[DATASET RECORDS]
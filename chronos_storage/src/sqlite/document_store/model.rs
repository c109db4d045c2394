use crate::{document::Document, error::StoreError};

#[derive(sqlx::FromRow)]
pub struct DocumentStorageModel {
    pub id: String,
    pub data: String,
}

impl TryFrom<DocumentStorageModel> for Document {
    type Error = StoreError;

    fn try_from(value: DocumentStorageModel) -> Result<Self, Self::Error> {
        Ok(Self {
            id: value.id,
            data: serde_json::from_str(&value.data)?,
        })
    }
}
//! House membership for ecliptic longitudes.
//!
//! Cusps are given in house order 1→12. Raw cusp values are not monotonic:
//! the house that contains 0° Aries has a start cusp greater than its end.

use crate::angles::normalize_full;
use crate::western::signs::SignPlacement;
use serde::{Deserialize, Serialize};

/// One house cusp of a chart.
#[derive(Debug, Clone, PartialEq, Serialize, Deserialize)]
pub struct HouseCusp {
    pub house: u8,
    pub label: String,
    #[serde(serialize_with = "crate::rounding::serialize_round6")]
    pub cusp: f64,
    #[serde(flatten)]
    pub placement: SignPlacement,
    #[serde(rename = "signName")]
    pub sign_name: String,
}

/// House number (1-12) containing `longitude`.
///
/// Houses are half-open: a body exactly on a cusp belongs to the house that
/// starts there. Returns 1 if no house matches, which only happens for cusp
/// sets that do not span the circle.
pub fn assign_house(longitude: f64, cusps: &[f64; 12]) -> u8 {
    let lon = normalize_full(longitude);

    for i in 0..12 {
        let start = normalize_full(cusps[i]);
        let end = normalize_full(cusps[(i + 1) % 12]);

        let inside = if start <= end {
            start <= lon && lon < end
        } else {
            lon >= start || lon < end
        };

        if inside {
            return (i + 1) as u8;
        }
    }

    1
}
[/DATASET RECORDS]
Set down every record above exactly as given.

:: RESPONSE ::
filename chronos_storage/src/sqlite/document_store/model.rs
repository c109db4d045c2394
use crate::{document::Document, error::StoreError};

#[derive(sqlx::FromRow)]
pub struct DocumentStorageModel {
    pub id: String,
    pub data: String,
}

impl TryFrom<DocumentStorageModel> for Document {
    type Error = StoreError;

    fn try_from(value: DocumentStorageModel) -> Result<Self, Self::Error> {
        Ok(Self {
            id: value.id,
            data: serde_json::from_str(&value.data)?,
        })
    }
}
//! House membership for ecliptic longitudes.
//!
//! Cusps are given in house order 1→12. Raw cusp values are not monotonic:
//! the house that contains 0° Aries has a start cusp greater than its end.

use crate::angles::normalize_full;
use crate::western::signs::SignPlacement;
use serde::{Deserialize, Serialize};

/// One house cusp of a chart.
#[derive(Debug, Clone, PartialEq, Serialize, Deserialize)]
pub struct HouseCusp {
    pub house: u8,
    pub label: String,
    #[serde(serialize_with = "crate::rounding::serialize_round6")]
    pub cusp: f64,
    #[serde(flatten)]
    pub placement: SignPlacement,
    #[serde(rename = "signName")]
    pub sign_name: String,
}

/// House number (1-12) containing `longitude`.
///
/// Houses are half-open: a body exactly on a cusp belongs to the house that
/// starts there. Returns 1 if no house matches, which only happens for cusp
/// sets that do not span the circle.
pub fn assign_house(longitude: f64, cusps: &[f64; 12]) -> u8 {
    let lon = normalize_full(longitude);

    for i in 0..12 {
        let start = normalize_full(cusps[i]);
        let end = normalize_full(cusps[(i + 1) % 12]);

        let inside = if start <= end {
            start <= lon && lon < end
        } else {
            lon >= start || lon < end
        };

        if inside {
            return (i + 1) as u8;
        }
    }

    1
}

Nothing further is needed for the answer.